■ **Work to be completed**
The answer is every record that follows, printed exactly.

■ **Material for this exercise**
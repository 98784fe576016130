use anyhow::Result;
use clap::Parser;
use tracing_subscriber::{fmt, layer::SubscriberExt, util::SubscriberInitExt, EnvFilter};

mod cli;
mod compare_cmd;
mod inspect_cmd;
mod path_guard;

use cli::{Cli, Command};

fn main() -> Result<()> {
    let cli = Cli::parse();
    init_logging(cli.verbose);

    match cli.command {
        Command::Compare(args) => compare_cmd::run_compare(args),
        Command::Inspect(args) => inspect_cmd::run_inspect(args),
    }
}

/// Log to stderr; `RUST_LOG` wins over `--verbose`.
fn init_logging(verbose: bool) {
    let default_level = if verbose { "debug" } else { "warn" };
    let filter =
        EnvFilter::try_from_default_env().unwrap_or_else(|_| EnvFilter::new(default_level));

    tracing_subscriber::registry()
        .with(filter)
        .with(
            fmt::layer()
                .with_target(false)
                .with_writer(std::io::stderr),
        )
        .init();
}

■ **Task response**
repository 98784fe576016130
use anyhow::Result;
use clap::Parser;
use tracing_subscriber::{fmt, layer::SubscriberExt, util::SubscriberInitExt, EnvFilter};

mod cli;
mod compare_cmd;
mod inspect_cmd;
mod path_guard;

use cli::{Cli, Command};

fn main() -> Result<()> {
    let cli = Cli::parse();
    init_logging(cli.verbose);

    match cli.command {
        Command::Compare(args) => compare_cmd::run_compare(args),
        Command::Inspect(args) => inspect_cmd::run_inspect(args),
    }
}

/// Log to stderr; `RUST_LOG` wins over `--verbose`.
fn init_logging(verbose: bool) {
    let default_level = if verbose { "debug" } else { "warn" };
    let filter =
        EnvFilter::try_from_default_env().unwrap_or_else(|_| EnvFilter::new(default_level));

    tracing_subscriber::registry()
        .with(filter)
        .with(
            fmt::layer()
                .with_target(false)
                .with_writer(std::io::stderr),
        )
        .init();
}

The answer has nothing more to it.